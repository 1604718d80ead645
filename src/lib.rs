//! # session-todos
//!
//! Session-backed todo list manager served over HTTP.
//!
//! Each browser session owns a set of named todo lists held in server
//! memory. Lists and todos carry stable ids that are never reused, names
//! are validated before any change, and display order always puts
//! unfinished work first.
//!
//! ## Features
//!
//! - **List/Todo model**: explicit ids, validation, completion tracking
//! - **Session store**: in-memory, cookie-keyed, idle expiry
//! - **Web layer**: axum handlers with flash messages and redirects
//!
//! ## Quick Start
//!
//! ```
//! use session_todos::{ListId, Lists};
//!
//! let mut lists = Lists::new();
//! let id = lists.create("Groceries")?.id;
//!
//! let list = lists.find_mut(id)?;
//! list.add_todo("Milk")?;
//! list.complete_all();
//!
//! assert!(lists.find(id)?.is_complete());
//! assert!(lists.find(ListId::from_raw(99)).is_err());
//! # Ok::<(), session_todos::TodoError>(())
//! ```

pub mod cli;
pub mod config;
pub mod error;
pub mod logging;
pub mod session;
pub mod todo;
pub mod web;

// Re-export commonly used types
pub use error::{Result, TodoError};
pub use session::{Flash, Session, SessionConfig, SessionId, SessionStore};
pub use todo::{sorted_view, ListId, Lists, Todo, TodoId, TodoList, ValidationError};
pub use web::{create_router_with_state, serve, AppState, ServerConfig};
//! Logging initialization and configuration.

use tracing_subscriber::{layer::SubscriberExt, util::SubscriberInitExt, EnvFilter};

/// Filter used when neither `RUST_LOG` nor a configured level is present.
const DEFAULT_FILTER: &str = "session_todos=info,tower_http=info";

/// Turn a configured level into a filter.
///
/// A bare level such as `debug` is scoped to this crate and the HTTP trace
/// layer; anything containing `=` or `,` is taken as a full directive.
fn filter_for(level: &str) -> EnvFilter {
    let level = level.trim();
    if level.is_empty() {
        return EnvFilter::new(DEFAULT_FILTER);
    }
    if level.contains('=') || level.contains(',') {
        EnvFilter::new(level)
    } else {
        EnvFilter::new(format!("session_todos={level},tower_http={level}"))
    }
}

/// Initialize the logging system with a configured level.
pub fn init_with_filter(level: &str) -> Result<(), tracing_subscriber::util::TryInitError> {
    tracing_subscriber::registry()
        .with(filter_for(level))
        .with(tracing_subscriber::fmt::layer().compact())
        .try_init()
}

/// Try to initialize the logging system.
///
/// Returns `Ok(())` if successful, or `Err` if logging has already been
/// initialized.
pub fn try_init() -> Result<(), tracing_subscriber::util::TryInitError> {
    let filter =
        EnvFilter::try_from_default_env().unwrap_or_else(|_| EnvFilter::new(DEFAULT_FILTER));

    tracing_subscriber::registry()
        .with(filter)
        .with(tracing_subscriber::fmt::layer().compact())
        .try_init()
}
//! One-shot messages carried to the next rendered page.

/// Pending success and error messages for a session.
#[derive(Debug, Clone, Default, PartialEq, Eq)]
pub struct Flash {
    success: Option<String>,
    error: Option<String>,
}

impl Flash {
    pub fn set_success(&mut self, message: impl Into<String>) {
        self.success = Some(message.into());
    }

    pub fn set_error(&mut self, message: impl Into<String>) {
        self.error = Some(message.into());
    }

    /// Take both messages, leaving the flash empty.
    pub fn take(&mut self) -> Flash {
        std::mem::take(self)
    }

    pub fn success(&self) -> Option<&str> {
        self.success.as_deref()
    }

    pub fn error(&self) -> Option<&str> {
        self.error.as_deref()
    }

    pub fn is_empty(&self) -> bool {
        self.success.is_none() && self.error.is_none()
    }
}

...

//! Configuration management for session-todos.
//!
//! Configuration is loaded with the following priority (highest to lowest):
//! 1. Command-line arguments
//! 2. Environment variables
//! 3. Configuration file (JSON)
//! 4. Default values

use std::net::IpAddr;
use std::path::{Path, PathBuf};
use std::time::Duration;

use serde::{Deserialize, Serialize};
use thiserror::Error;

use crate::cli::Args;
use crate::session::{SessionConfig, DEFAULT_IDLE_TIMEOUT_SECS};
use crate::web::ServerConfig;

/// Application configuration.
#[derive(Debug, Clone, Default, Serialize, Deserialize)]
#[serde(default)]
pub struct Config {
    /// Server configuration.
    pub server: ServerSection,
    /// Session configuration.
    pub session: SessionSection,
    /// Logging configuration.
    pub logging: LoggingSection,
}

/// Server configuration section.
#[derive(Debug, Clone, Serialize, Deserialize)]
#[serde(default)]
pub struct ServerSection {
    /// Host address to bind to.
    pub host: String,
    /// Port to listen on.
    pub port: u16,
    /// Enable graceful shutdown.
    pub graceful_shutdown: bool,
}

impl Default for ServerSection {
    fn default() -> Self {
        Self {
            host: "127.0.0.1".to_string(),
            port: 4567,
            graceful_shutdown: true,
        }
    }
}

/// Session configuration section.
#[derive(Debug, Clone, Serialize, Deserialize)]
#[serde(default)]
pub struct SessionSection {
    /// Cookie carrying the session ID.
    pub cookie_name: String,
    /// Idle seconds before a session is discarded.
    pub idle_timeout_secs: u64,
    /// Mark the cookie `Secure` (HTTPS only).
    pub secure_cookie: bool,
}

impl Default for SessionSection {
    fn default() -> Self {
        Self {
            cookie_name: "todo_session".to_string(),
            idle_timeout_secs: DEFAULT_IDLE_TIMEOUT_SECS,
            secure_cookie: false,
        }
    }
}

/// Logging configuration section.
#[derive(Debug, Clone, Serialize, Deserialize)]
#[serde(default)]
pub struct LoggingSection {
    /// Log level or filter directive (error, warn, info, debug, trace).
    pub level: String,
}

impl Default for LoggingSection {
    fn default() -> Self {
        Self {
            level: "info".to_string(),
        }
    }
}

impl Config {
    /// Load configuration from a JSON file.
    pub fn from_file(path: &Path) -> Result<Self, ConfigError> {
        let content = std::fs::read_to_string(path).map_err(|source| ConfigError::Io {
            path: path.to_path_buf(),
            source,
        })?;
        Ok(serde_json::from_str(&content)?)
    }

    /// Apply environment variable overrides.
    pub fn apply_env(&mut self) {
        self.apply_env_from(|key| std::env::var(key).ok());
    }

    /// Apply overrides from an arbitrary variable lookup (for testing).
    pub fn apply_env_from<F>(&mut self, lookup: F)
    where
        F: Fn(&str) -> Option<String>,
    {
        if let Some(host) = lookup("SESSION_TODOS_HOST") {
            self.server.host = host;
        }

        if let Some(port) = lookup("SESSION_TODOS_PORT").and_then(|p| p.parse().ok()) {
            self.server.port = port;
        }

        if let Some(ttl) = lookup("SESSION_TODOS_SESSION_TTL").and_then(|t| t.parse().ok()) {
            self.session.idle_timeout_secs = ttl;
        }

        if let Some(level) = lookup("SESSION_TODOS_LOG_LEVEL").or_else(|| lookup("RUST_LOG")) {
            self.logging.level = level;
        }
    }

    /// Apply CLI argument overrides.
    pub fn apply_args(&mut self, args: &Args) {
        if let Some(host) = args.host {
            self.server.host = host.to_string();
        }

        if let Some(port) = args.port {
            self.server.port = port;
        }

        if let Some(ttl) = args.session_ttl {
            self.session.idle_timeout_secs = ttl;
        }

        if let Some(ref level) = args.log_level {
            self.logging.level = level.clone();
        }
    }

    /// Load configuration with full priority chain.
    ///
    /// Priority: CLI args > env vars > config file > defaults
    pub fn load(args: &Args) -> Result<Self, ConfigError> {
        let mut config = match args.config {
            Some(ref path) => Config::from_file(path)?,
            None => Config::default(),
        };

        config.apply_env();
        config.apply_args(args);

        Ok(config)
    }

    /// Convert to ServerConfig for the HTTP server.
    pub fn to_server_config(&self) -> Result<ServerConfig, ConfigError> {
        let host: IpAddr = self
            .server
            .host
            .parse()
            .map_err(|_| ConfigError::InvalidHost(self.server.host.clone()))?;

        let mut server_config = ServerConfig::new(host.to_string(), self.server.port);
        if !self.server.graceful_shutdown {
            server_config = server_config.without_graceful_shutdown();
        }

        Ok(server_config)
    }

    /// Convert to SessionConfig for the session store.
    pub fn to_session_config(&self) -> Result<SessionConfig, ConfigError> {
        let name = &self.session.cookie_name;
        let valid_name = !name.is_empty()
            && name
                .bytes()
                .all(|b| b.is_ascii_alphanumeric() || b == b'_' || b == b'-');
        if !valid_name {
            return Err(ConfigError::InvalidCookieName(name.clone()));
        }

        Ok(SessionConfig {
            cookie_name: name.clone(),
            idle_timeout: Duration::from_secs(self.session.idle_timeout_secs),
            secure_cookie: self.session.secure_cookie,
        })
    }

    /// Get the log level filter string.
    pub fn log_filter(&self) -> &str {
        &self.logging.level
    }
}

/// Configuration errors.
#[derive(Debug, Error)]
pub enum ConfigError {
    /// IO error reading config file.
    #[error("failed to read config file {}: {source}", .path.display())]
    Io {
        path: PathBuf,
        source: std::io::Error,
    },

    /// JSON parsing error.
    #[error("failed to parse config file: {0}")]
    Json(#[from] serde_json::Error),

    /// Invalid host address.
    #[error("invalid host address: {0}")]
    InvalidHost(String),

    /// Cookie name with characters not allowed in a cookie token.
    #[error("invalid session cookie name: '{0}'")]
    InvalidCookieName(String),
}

* * *

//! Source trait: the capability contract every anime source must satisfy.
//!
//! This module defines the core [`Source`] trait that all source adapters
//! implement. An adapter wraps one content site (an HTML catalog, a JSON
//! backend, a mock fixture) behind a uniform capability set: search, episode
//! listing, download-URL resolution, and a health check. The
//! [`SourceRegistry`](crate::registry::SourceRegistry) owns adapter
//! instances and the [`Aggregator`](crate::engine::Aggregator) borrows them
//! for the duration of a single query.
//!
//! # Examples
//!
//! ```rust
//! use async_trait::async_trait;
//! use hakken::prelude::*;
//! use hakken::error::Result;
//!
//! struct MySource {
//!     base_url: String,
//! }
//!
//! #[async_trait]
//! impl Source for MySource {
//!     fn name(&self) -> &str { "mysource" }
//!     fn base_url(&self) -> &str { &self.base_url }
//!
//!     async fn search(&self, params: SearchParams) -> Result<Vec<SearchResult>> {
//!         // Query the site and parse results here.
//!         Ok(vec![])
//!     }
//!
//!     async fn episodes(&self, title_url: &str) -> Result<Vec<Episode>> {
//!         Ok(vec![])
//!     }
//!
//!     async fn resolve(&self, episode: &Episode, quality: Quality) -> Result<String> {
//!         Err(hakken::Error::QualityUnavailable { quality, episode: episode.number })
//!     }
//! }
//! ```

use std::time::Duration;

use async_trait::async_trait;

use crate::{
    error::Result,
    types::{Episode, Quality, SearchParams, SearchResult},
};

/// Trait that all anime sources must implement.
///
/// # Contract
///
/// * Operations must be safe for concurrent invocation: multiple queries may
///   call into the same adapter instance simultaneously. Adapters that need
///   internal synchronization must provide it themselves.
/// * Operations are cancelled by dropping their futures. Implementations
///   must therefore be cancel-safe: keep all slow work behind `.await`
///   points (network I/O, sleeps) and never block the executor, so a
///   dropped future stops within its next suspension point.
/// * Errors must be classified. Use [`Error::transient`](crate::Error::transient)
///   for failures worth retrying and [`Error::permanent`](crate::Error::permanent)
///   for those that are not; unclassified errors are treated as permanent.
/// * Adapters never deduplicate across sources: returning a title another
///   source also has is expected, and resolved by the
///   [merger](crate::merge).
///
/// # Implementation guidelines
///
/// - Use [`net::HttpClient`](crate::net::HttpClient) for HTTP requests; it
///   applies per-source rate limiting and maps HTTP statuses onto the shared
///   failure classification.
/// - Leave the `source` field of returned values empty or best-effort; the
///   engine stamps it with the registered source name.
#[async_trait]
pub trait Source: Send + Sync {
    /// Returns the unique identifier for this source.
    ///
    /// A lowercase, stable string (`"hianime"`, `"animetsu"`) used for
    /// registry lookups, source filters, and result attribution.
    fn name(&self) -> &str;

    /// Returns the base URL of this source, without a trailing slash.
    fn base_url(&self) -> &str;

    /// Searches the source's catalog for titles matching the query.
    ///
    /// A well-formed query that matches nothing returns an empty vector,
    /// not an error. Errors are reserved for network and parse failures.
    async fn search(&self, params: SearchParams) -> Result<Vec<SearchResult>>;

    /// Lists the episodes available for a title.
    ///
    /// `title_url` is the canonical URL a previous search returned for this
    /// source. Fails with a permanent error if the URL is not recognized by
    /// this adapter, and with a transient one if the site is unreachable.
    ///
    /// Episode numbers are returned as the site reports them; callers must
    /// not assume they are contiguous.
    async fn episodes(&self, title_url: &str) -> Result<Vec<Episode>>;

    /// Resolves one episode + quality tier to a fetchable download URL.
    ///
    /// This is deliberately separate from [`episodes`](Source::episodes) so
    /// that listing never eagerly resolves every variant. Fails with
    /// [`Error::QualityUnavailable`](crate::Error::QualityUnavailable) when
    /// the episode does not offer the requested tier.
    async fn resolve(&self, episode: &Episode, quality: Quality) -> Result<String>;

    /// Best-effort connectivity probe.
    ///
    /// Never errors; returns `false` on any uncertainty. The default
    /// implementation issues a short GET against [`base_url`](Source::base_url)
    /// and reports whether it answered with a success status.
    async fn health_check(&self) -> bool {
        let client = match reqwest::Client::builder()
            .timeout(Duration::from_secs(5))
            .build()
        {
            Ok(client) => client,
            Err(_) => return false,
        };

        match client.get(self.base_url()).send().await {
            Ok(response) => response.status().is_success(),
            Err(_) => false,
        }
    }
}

** What is needed **
Working from the material above, restate word for word the lines between the line with "pub mod logging;" and the line with "level is present.", both included, and only those.

** The answer **
pub mod logging;
pub mod session;
pub mod todo;
pub mod web;

// Re-export commonly used types
pub use error::{Result, TodoError};
pub use session::{Flash, Session, SessionConfig, SessionId, SessionStore};
pub use todo::{sorted_view, ListId, Lists, Todo, TodoId, TodoList, ValidationError};
pub use web::{create_router_with_state, serve, AppState, ServerConfig};
//! Logging initialization and configuration.

use tracing_subscriber::{layer::SubscriberExt, util::SubscriberInitExt, EnvFilter};

/// Filter used when neither `RUST_LOG` nor a configured level is present.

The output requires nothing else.